I would also say that we now have enough experience with companies being quite willing to disregard the Privacy Commissioner's views that I think a tougher position is needed. A classic example would involve Bell—it comes up again, I suppose—in the decision involving relevant targeted advertising. There has been a long process of investigation, with input from many Canadians. I think they got more complaints over that particular issue, when it started getting some attention, than over virtually any other. The commissioner has made a finding, and Bell's initial position is “well, that's nice; that's your view; we disagree”.

It's not clear to me, given the import we place and the responsibility we place on the Privacy Commissioner, how companies can adopt that position and basically say, “See you in court, and let's litigate this for a few years before we decide what will take place”. Bell ultimately backed down, but I think the presence of order-making power would have changed that dynamic considerably.

11:30 a.m.

Conservative

Matt Jeneroux Conservative Edmonton Riverbend, AB

That's Interesting.

To switch gears a bit to talk about technology and the constantly changing technology we're seeing, the Privacy Act, as I believe both of you indicated, hasn't been changed since 1983. However, there are a number of policies within government that are maybe a bit more adept and nimble to cover some of these things. I'm curious to hear your thoughts on how much you see being covered under the act versus under a policy within a department that would be specific to emerging technologies.

Mr. Geist, you mentioned that you were here for the PIPEDA social media review. I'd like to hear from both of you about how much of this we should consider including in the act.

11:30 a.m.

Canada Research Chair in Internet and E-commerce Law and Professor of Law, University of Ottawa, As an Individual

Dr.

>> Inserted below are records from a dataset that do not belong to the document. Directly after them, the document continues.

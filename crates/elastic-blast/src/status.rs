use std::fmt::{Display, Formatter};
use std::rc::Rc;
use std::time::{Duration, SystemTime};

use futures::StreamExt;
use thiserror::Error;
use tokio::time::Instant;
use tokio_util::sync::CancellationToken;

use crate::BatchId;
use crate::cloud::{CloudError, CloudProvider, ClusterHandle};
use crate::common::env::{ELB_STATUS_POLL_INTERVAL_MS, get_duration_from_env};
use crate::common::error::ErrorKind;
use crate::common::retry::{RetryPolicy, retry_with_backoff};

/// Upper bound on concurrent status requests.
pub const MAX_PARALLEL_POLLS: usize = 16;

#[derive(Debug, Clone, Copy, PartialEq, Eq, Hash)]
pub enum JobState {
    Pending,
    Running,
    Succeeded,
    Failed,
}

impl JobState {
    pub fn is_terminal(&self) -> bool {
        matches!(self, JobState::Succeeded | JobState::Failed)
    }
}

impl Display for JobState {
    fn fmt(&self, f: &mut Formatter<'_>) -> std::fmt::Result {
        f.write_str(match self {
            JobState::Pending => "PENDING",
            JobState::Running => "RUNNING",
            JobState::Succeeded => "SUCCEEDED",
            JobState::Failed => "FAILED",
        })
    }
}

#[derive(Debug, Clone, PartialEq, Eq)]
pub struct JobRecord {
    pub batch_id: BatchId,
    pub job_name: String,
    /// `None` for jobs rediscovered on the cluster.
    pub submitted_at: Option<SystemTime>,
    last_known_state: JobState,
}

impl JobRecord {
    pub fn submitted(batch_id: BatchId, job_name: String) -> Self {
        Self {
            batch_id,
            job_name,
            submitted_at: Some(SystemTime::now()),
            last_known_state: JobState::Pending,
        }
    }

    /// Record of a job found on the cluster by name. `None` if the name does
    /// not end with a batch number.
    pub fn discovered(job_name: String, state: JobState) -> Option<Self> {
        let batch_id = job_name.rsplit_once("-batch-")?.1.parse().ok()?;
        Some(Self {
            batch_id,
            job_name,
            submitted_at: None,
            last_known_state: state,
        })
    }

    pub fn state(&self) -> JobState {
        self.last_known_state
    }
}

#[derive(Debug, Clone, Copy, PartialEq, Eq)]
pub enum RunStatus {
    Running,
    Succeeded,
    Failed,
}

impl RunStatus {
    pub fn is_terminal(&self) -> bool {
        !matches!(self, RunStatus::Running)
    }
}

impl Display for RunStatus {
    fn fmt(&self, f: &mut Formatter<'_>) -> std::fmt::Result {
        f.write_str(match self {
            RunStatus::Running => "RUNNING",
            RunStatus::Succeeded => "SUCCESS",
            RunStatus::Failed => "FAILURE",
        })
    }
}

/// Reduces job states into the status of the whole run.
///
/// A single failed job fails the run. Otherwise the run is running while any
/// job is pending or running. An empty set of jobs counts as succeeded.
pub fn reduce<I: IntoIterator<Item = JobState>>(states: I) -> RunStatus {
    let mut status = RunStatus::Succeeded;
    for state in states {
        match state {
            JobState::Failed => return RunStatus::Failed,
            JobState::Pending | JobState::Running => status = RunStatus::Running,
            JobState::Succeeded => {}
        }
    }
    status
}

#[derive(Debug, Default, Clone, Copy, PartialEq, Eq)]
pub struct StatusCounts {
    pub pending: usize,
    pub running: usize,
    pub succeeded: usize,
    pub failed: usize,
}

impl StatusCounts {
    pub fn from_jobs(jobs: &[JobRecord]) -> Self {
        let mut counts = StatusCounts::default();
        for job in jobs {
            match job.state() {
                JobState::Pending => counts.pending += 1,
                JobState::Running => counts.running += 1,
                JobState::Succeeded => counts.succeeded += 1,
                JobState::Failed => counts.failed += 1,
            }
        }
        counts
    }

    pub fn total(&self) -> usize {
        self.pending + self.running + self.succeeded + self.failed
    }
}

impl Display for StatusCounts {
    fn fmt(&self, f: &mut Formatter<'_>) -> std::fmt::Result {
        write!(
            f,
            "Pending {}, Running {}, Succeeded {}, Failed {}",
            self.pending, self.running, self.succeeded, self.failed
        )
    }
}

#[derive(Debug, Error)]
pub enum PollError {
    #[error(transparent)]
    Cloud(#[from] CloudError),
    #[error("Search did not finish within {}", humantime::format_duration(*.0))]
    TimedOut(Duration),
    #[error("Waiting for search jobs was interrupted")]
    Interrupted,
}

impl PollError {
    pub fn kind(&self) -> ErrorKind {
        match self {
            PollError::Cloud(error) => error.kind(),
            PollError::TimedOut(_) => ErrorKind::TimedOut,
            PollError::Interrupted => ErrorKind::Interrupted,
        }
    }
}

pub fn default_poll_interval() -> Duration {
    get_duration_from_env(ELB_STATUS_POLL_INTERVAL_MS).unwrap_or(Duration::from_secs(30))
}

/// Tracks the jobs of one run on a cluster.
pub struct StatusAggregator {
    provider: Rc<dyn CloudProvider>,
    cluster: ClusterHandle,
    retry: RetryPolicy,
}

impl StatusAggregator {
    pub fn new(provider: Rc<dyn CloudProvider>, cluster: ClusterHandle) -> Self {
        Self {
            provider,
            cluster,
            retry: RetryPolicy::CLOUD,
        }
    }

    pub fn with_retry_policy(mut self, retry: RetryPolicy) -> Self {
        self.retry = retry;
        self
    }

    async fn fetch(&self, job_name: &str) -> Result<JobState, CloudError> {
        let description = format!("Fetching status of job {job_name}");
        let state = retry_with_backoff(&self.retry, &description, || {
            self.provider.get_job(&self.cluster, job_name)
        })
        .await;
        match state {
            Ok(Some(state)) => Ok(state),
            Ok(None) => {
                log::warn!("Job {job_name} disappeared from the cluster");
                Ok(JobState::Failed)
            }
            Err(error) if error.kind() == ErrorKind::Dependency => Err(error),
            Err(error) => {
                log::warn!("Status of job {job_name} is unavailable, considering it failed: {error}");
                Ok(JobState::Failed)
            }
        }
    }

    /// Refreshes the state of every job that has not finished yet and returns
    /// the reduced status. Finished jobs are not queried again.
    pub async fn poll(&self, jobs: &mut [JobRecord]) -> Result<RunStatus, PollError> {
        let updates: Vec<(usize, Result<JobState, CloudError>)> =
            futures::stream::iter(jobs.iter().enumerate().filter(|(_, job)| !job.state().is_terminal()))
                .map(|(index, job)| async move { (index, self.fetch(&job.job_name).await) })
                .buffer_unordered(MAX_PARALLEL_POLLS)
                .collect()
                .await;

        for (index, update) in updates {
            let state = update?;
            let job = &mut jobs[index];
            if job.last_known_state != state {
                log::debug!("Job {} is {state}", job.job_name);
                job.last_known_state = state;
            }
        }
        Ok(reduce(jobs.iter().map(|job| job.state())))
    }

    /// Polls every `interval` until the run finishes, `deadline` passes or
    /// `cancel` is triggered.
    pub async fn wait(
        &self,
        jobs: &mut [JobRecord],
        deadline: Instant,
        interval: Duration,
        cancel: &CancellationToken,
    ) -> Result<RunStatus, PollError> {
        let started = Instant::now();
        loop {
            let status = tokio::select! {
                biased;
                _ = cancel.cancelled() => return Err(PollError::Interrupted),
                status = self.poll(jobs) => status?,
            };
            log::info!("{status}: {}", StatusCounts::from_jobs(jobs));
            if status.is_terminal() {
                return Ok(status);
            }

            let now = Instant::now();
            if now >= deadline {
                return Err(PollError::TimedOut(now - started));
            }
            tokio::select! {
                biased;
                _ = cancel.cancelled() => return Err(PollError::Interrupted),
                _ = tokio::time::sleep_until(deadline.min(now + interval)) => {}
            }
        }
    }
}

#[cfg(test)]
mod tests {
    use std::collections::VecDeque;
    use std::rc::Rc;
    use std::time::Duration;

    use tokio::time::Instant;
    use tokio_util::sync::CancellationToken;

    use super::{JobRecord, JobState, PollError, RunStatus, StatusAggregator, StatusCounts, reduce};
    use crate::common::retry::RetryPolicy;
    use crate::tests::MockProvider;

    const NO_DELAY: RetryPolicy = RetryPolicy::new(2, Duration::ZERO, Duration::ZERO);

    fn submit(provider: &MockProvider, scripts: &[&[JobState]]) -> Vec<JobRecord> {
        let mut state = provider.state.get_mut();
        scripts
            .iter()
            .enumerate()
            .map(|(index, script)| {
                let name = format!("elb-test-batch-{index:03}");
                state
                    .jobs
                    .insert(name.clone(), VecDeque::from(script.to_vec()));
                JobRecord::submitted(index, name)
            })
            .collect()
    }

    fn aggregator(provider: &MockProvider) -> StatusAggregator {
        StatusAggregator::new(Rc::new(provider.clone()), provider.handle())
            .with_retry_policy(NO_DELAY)
    }

    #[test]
    fn test_reduce_dominance() {
        use JobState::*;
        assert_eq!(reduce([Succeeded, Running, Failed]), RunStatus::Failed);
        assert_eq!(reduce([Failed, Pending]), RunStatus::Failed);
        assert_eq!(reduce([Succeeded, Pending, Succeeded]), RunStatus::Running);
        assert_eq!(reduce([Running, Succeeded]), RunStatus::Running);
        assert_eq!(reduce([Succeeded, Succeeded]), RunStatus::Succeeded);
        assert_eq!(reduce([]), RunStatus::Succeeded);
    }

    #[test]
    fn test_reduce_is_idempotent() {
        use JobState::*;
        let states = [Pending, Succeeded, Running];
        assert_eq!(reduce(states), reduce(states));
        let doubled = states.iter().chain(states.iter()).copied();
        assert_eq!(reduce(doubled), reduce(states));
    }

    #[test]
    fn test_discovered_job() {
        let job = JobRecord::discovered("elb-1a2b3c4d-batch-012".to_string(), JobState::Running)
            .unwrap();
        assert_eq!(job.batch_id, 12);
        assert_eq!(job.state(), JobState::Running);
        assert!(job.submitted_at.is_none());
        assert!(JobRecord::discovered("elb-setup".to_string(), JobState::Running).is_none());
    }

    #[tokio::test]
    async fn test_poll_running_then_failed() {
        use JobState::*;
        let provider = MockProvider::new();
        let mut jobs = submit(
            &provider,
            &[&[Running, Succeeded], &[Running, Running, Failed], &[Pending, Running]],
        );
        let aggregator = aggregator(&provider);

        assert_eq!(aggregator.poll(&mut jobs).await.unwrap(), RunStatus::Running);
        assert_eq!(aggregator.poll(&mut jobs).await.unwrap(), RunStatus::Running);
        assert_eq!(jobs[0].state(), Succeeded);
        assert_eq!(aggregator.poll(&mut jobs).await.unwrap(), RunStatus::Failed);
        assert_eq!(
            StatusCounts::from_jobs(&jobs),
            StatusCounts {
                pending: 0,
                running: 1,
                succeeded: 1,
                failed: 1
            }
        );
        // The finished job was queried twice only
        assert_eq!(
            provider
                .state
                .get()
                .calls_of("get_job")
                .iter()
                .filter(|name| *name == "elb-test-batch-000")
                .count(),
            2
        );
    }

    #[tokio::test]
    async fn test_unreachable_job_counts_as_failed() {
        let provider = MockProvider::new();
        let mut jobs = submit(&provider, &[&[JobState::Running], &[JobState::Running]]);
        provider
            .state
            .get_mut()
            .unreachable_jobs
            .insert("elb-test-batch-001".to_string());

        let status = aggregator(&provider).poll(&mut jobs).await.unwrap();
        assert_eq!(status, RunStatus::Failed);
        assert_eq!(jobs[1].state(), JobState::Failed);
        // Initial attempt and one retry
        assert_eq!(
            provider
                .state
                .get()
                .calls_of("get_job")
                .iter()
                .filter(|name| *name == "elb-test-batch-001")
                .count(),
            2
        );
    }

    #[tokio::test(start_paused = true)]
    async fn test_wait_until_success() {
        use JobState::*;
        let provider = MockProvider::new();
        let mut jobs = submit(&provider, &[&[Pending, Running, Succeeded], &[Succeeded]]);
        let status = aggregator(&provider)
            .wait(
                &mut jobs,
                Instant::now() + Duration::from_secs(3600),
                Duration::from_secs(30),
                &CancellationToken::new(),
            )
            .await
            .unwrap();
        assert_eq!(status, RunStatus::Succeeded);
    }

    #[tokio::test(start_paused = true)]
    async fn test_wait_times_out() {
        let provider = MockProvider::new();
        let mut jobs = submit(&provider, &[&[JobState::Running]]);
        let result = aggregator(&provider)
            .wait(
                &mut jobs,
                Instant::now() + Duration::from_secs(100),
                Duration::from_secs(30),
                &CancellationToken::new(),
            )
            .await;
        assert!(matches!(result, Err(PollError::TimedOut(_))));
    }

    #[tokio::test]
    async fn test_wait_is_interrupted() {
        let provider = MockProvider::new();
        let mut jobs = submit(&provider, &[&[JobState::Running]]);
        let cancel = CancellationToken::new();
        cancel.cancel();
        let result = aggregator(&provider)
            .wait(
                &mut jobs,
                Instant::now() + Duration::from_secs(100),
                Duration::from_secs(30),
                &cancel,
            )
            .await;
        assert!(matches!(result, Err(PollError::Interrupted)));
    }
}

Michael Geist

I can start by saying it's always a challenge to keep pace with technology, and we all, I think, recognize that the legislative process moves at a different speed than technology does. That's, I think, a given. Filling in where technology has raced ahead and there is a need for an urgent response, I think, at times will make sense. But at the same time, I do think you have to get your foundational pieces of legislation right, and that means updating them on a pretty regular basis.

In fact, it was the Conservative government that on at least a couple of areas that are really my bread and butter in a sense—copyright and privacy—made a strong point of saying that they wanted to build in mandatory reviews to ensure that the legislation would stay up to date in a rapidly changing environment. A copyright review will take place next year. PIPEDA was one of the first to try to do the same thing by saying we'd have a mandatory review every five years. I don't think that's been well respected, quite frankly.

I think you have to get the foundation right. While there is a role for supplementing legislation where issues emerge, this legislation scarcely covers the VCR era. We're going back a long way if we're trying to think about the technology that was relevant at the time the legislation first came in versus the technology of the world we live in today. Notwithstanding some of the efforts to address some of those issues through directives and the like, what we fundamentally need is to re-establish what the baseline happens to be.

11:30 a.m.

Conservative

The Chair Conservative Blaine Calkins

Thank you very much. We're at a little over seven minutes.

Mr. Blaikie, go ahead for seven minutes, please.

11:30 a.m.

NDP

Daniel Blaikie NDP Elmwood—Transcona, MB

Thank you very much.

Mr. Fraser, in your presentation you talked briefly about the notion of the work product of civil servants not being able to be interpreted as private data of any kind. Could you just flesh that out a bit more or give a particular example or instance? Can you talk a bit more about how that works presently, and what needs to be fixed?